You are viewing a plain text version of this content. The canonical link for it is here.

Posted to java-user@lucene.apache.org by jw...@dicarta.com on 2006/02/09 03:52:03 UTC

Build vs. Buy?

I'm trying to upgrade our search functionality (currently, RTF/text
only, and exact phrase match only) at my company, and have run into some
concerns.  Our 4 main formats are:

 

RTF - javax.swing looks fine, we use those classes already.

 

MS Word - I know that POI exists, but development on the Word portion
seems to have stopped, and there are a lot of nasty looking bugs in
their DB.  Since we're involved in dealing with contracts, many of our
Word files are large and complicated.  How has everyone's experience
with POI's Word parsing been?

 

PDF - Looks like PDFBox has memory issues.  Frankly, this is not a
problem in anything other than indexing.  Minor, but still a concern.

 

Word Perfect - There doesn't seem to be any converters for this format?

 

I would hate to have to recommend to my boss to shell out $10k to $25k
(or more!) in licensing fees for a commercial search engine just because
I can't parse the files and the commercial ones can, but that is still
cheaper than dedicating two engineers for 6 months if we have to write
parsers for Word, PDF and Word Perfect if we go with Lucene (frankly,
there's less risk too, considering how complicated parsing would be.)  I
know that Lucene doesn't deal with file formats, but the basic fact is,
to use Lucene, you have to present it text strings, and there's no way
to get that without dealing with file formats.  

 

What is the experience of people on the list with implementing parsers
for anything more than text, html and xml?

 

Thanks for any insights,

Jeff Wang

diCarta, Inc.

Re: Build vs. Buy?

Posted by jian chen <ch...@gmail.com>.

For reading word document as text, you can try AntiWord.

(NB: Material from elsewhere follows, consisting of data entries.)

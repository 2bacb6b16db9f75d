//! The external evaluation service.
//!
//! [`ChatService`] is the seam between the orchestrator and the network: the
//! production implementation talks to an OpenAI-compatible endpoint, and tests
//! substitute canned responses. It is constructed explicitly and passed in,
//! never lazily initialized behind the caller's back.

use std::{error, fmt, time::Duration};

use async_openai::{
    Client,
    config::OpenAIConfig,
    error::OpenAIError,
    types::{
        CreateChatCompletionRequest, CreateChatCompletionRequestArgs,
        CreateChatCompletionResponse, FinishReason, ResponseFormat,
        ResponseFormatJsonSchema,
    },
};
use async_trait::async_trait;
use clap::Args;
use futures::{FutureExt as _, TryFutureExt as _, future::BoxFuture};
use keen_retry::{ExponentialJitter, ResolvedResult, RetryResult};
use tokio::time;

use crate::{
    error::EvalError,
    evaluation::EvaluationRequest,
    llm_client::create_llm_client,
    prelude::*,
    prompt,
    retry::{
        IntoRetryResult as _, retry_result_fatal, retry_result_ok,
        try_with_retry_result,
    },
};

/// The bounded wait applied to service calls when none is configured.
/// Expiry is an immediate fallback trigger, not an error.
const DEFAULT_TIMEOUT_SECS: u64 = 60;

/// Our LLM-related options.
#[derive(Args, Clone, Debug, Default)]
pub struct LlmOpts {
    /// An upper limit on the number of completion tokens to generate. This may
    /// help prevent runaway responses, but it may also cause incomplete
    /// results. For English, many models have around 4 bytes per token.
    #[clap(long)]
    pub max_completion_tokens: Option<u32>,

    /// The temperature to use for sampling, between 0.0 and 2.0. Higher values
    /// may make the output more random, while lower values may make it more
    /// deterministic. Defaults to the model's default.
    #[clap(long)]
    pub temperature: Option<f32>,

    /// The top-p sampling value to use, between 0.0 and 1.0. This is an
    /// alternative to temperature sampling. See your model's API docs for an
    /// explanation. Defaults to the model's default.
    #[clap(long)]
    pub top_p: Option<f32>,

    /// A timeout, in seconds, for the service to return a complete response.
    /// Defaults to 60 seconds. Expiry triggers the offline fallback evaluator.
    #[clap(long)]
    pub timeout: Option<u64>,
}

/// Interface to the external evaluation service.
#[async_trait]
pub trait ChatService: fmt::Debug + Send + Sync {
    /// Ask the service to evaluate an essay, returning the raw response
    /// content. The content is nominally JSON in the canonical shape, but
    /// callers must not assume it is well-formed.
    async fn request_evaluation(
        &self,
        request: &EvaluationRequest,
        llm_opts: &LlmOpts,
    ) -> Result<String, EvalError>;
}

/// [`ChatService`] backed by an OpenAI-compatible `/chat/completions`
/// endpoint (also LiteLLM and Ollama gateways).
#[derive(Debug)]
pub struct OpenAiService {
    /// The OpenAI client.
    client: Client<OpenAIConfig>,

    /// The model to use.
    model: String,
}

impl OpenAiService {
    /// Create a new service for the given model.
    pub fn new(model: String) -> Result<Self> {
        let client = create_llm_client()?;
        Ok(Self { client, model })
    }

    /// Build the chat completion request for one evaluation.
    fn build_request(
        &self,
        request: &EvaluationRequest,
        llm_opts: &LlmOpts,
    ) -> Result<CreateChatCompletionRequest> {
        let messages = prompt::evaluation_messages(request)?;

        let schema = prompt::response_schema();
        let json_schema = ResponseFormatJsonSchema {
            name: schema
                .get("title")
                .and_then(|v| v.as_str())
                .unwrap_or("ResponseFormat")
                .to_owned(),
            schema: Some(schema),
            strict: Some(true),
            description: None,
        };

        let mut req = CreateChatCompletionRequestArgs::default();
        req.model(self.model.clone())
            .messages(messages)
            .response_format(ResponseFormat::JsonSchema { json_schema })
            // Prevent the endpoint from storing responses for later REST calls.
            .store(false);
        if let Some(max_completion_tokens) = llm_opts.max_completion_tokens {
            req.max_completion_tokens(max_completion_tokens);
        }
        if let Some(temperature) = llm_opts.temperature {
            req.temperature(temperature);
        }
        if let Some(top_p) = llm_opts.top_p {
            req.top_p(top_p);
        }
        req.build().context("Error building request")
    }

    /// One attempt at the service, classified for retry.
    async fn request_inner(
        &self,
        req: &CreateChatCompletionRequest,
        llm_opts: &LlmOpts,
    ) -> RetryResult<(), (), String, anyhow::Error> {
        // Call the endpoint, with a bounded wait. We merge the errors from the
        // `Result<Result<_, LlmError>, Elapsed>` into a single level.
        let chat = self.client.chat();
        let chat_future: BoxFuture<'_, Result<Value, LlmError>> =
            chat.create_byot(req).map_err(LlmError::OpenAI).boxed();
        let timeout = llm_opts.timeout.unwrap_or(DEFAULT_TIMEOUT_SECS);
        let chat_future = time::timeout(Duration::from_secs(timeout), chat_future)
            .map(|result| match result {
                Ok(inner) => inner,
                Err(_) => Err(LlmError::Timeout),
            })
            .boxed();
        let chat_result: Value = try_with_retry_result!(
            chat_future
                .await
                .into_retry_result(LlmError::is_known_transient)
        );
        debug!(%chat_result, "Service response");
        let response = try_with_retry_result!(
            serde_json::from_value::<CreateChatCompletionResponse>(chat_result)
                .context("Error parsing chat completion response")
                .into_fatal()
        );

        if let Some(usage) = &response.usage {
            debug!(
                prompt_tokens = usage.prompt_tokens,
                completion_tokens = usage.completion_tokens,
                "Token usage"
            );
        }

        // Get the content from our response.
        let choice = match response.choices.first() {
            Some(choice) => choice,
            None => {
                return retry_result_fatal(anyhow!("No choices in service response"));
            }
        };
        if choice.finish_reason == Some(FinishReason::ContentFilter) {
            return retry_result_fatal(anyhow!("Content filter triggered"));
        }
        let content = choice.message.content.as_deref().unwrap_or_default();
        if content.trim().is_empty() {
            // An empty completion is worth another attempt.
            return RetryResult::Transient {
                input: (),
                error: anyhow!("Empty response content"),
            };
        }
        retry_result_ok(content.to_owned())
    }
}

#[async_trait]
impl ChatService for OpenAiService {
    #[instrument(level = "debug", skip_all, fields(model = %self.model))]
    async fn request_evaluation(
        &self,
        request: &EvaluationRequest,
        llm_opts: &LlmOpts,
    ) -> Result<String, EvalError> {
        let req = self
            .build_request(request, llm_opts)
            .map_err(EvalError::ServiceUnavailable)?;
        trace!(?req, "Request");

        // If we have a transient failure, back off exponentially.
        let jitter = ExponentialJitter::FromBackoffRange {
            backoff_range_millis: 1..=30_000,
            re_attempts: 5,
            jitter_ratio: 0.2,
        };

        let result = self
            .request_inner(&req, llm_opts)
            .await
            .retry_with_async(|_| async { self.request_inner(&req, llm_opts).await })
            .with_exponential_jitter(|| jitter)
            .await
            .inspect_recovered(|_, _, retry_errors_list| {
                warn!(
                    "succeeded after retrying {} times (failed attempts: [{}])",
                    retry_errors_list.len(),
                    keen_retry::loggable_retry_errors(retry_errors_list)
                )
            });

        match result {
            ResolvedResult::Ok { output, .. }
            | ResolvedResult::Recovered { output, .. } => Ok(output),
            ResolvedResult::Fatal { error, .. } => {
                Err(EvalError::ServiceUnavailable(error))
            }
            ResolvedResult::GivenUp { fatal_error, .. }
            | ResolvedResult::Unrecoverable { fatal_error, .. } => {
                Err(EvalError::ServiceUnavailable(fatal_error))
            }
        }
    }
}

/// An error which occurred while calling the service.
///
/// Used internally to fold timeouts into the retry classification.
#[derive(Debug)]
enum LlmError {
    /// An OpenAI error.
    OpenAI(OpenAIError),

    /// A timeout error.
    Timeout,
}

impl LlmError {
    /// Is this a known transient error?
    fn is_known_transient(&self) -> bool {
        use crate::retry::IsKnownTransient as _;
        match self {
            LlmError::OpenAI(err) => err.is_known_transient(),
            // Runaway responses and some kinds of network timeouts can be
            // retried with hope of a better result.
            LlmError::Timeout => true,
        }
    }
}

impl fmt::Display for LlmError {
    fn fmt(&self, f: &mut fmt::Formatter<'_>) -> fmt::Result {
        match self {
            LlmError::OpenAI(err) => write!(f, "service error: {err}"),
            LlmError::Timeout => write!(f, "service request timed out"),
        }
    }
}

impl error::Error for LlmError {
    fn source(&self) -> Option<&(dyn error::Error + 'static)> {
        match self {
            LlmError::OpenAI(err) => Some(err),
            LlmError::Timeout => None,
        }
    }
}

I have written a simplified Lucene that does Max words match.

For example, if you are searching for aa, bb, cc, then, the document that
contains all words (aa, bb, cc) will be definitely ranked higher than
documents containing either aa, bb or aa, cc or bb, cc.

I am going to put up the code as open source. If you are interested, you can
email me directly.

Jian

On 2/9/06, P. Alex. Salamanca R. <al...@gmail.com> wrote:
>
> On the other hand, if you want be the most cheapest, why don't give a
> chance
> to google search appliance?
>
>

Re: Build vs. Buy?

Posted by "P. Alex. Salamanca R." <al...@gmail.com>.

On the other hand, if you want be the most cheapest, why don't give a chance
to google search appliance?

RE: Build vs. Buy?

Posted by Gwyn Carwardine <gw...@carwardine.net>.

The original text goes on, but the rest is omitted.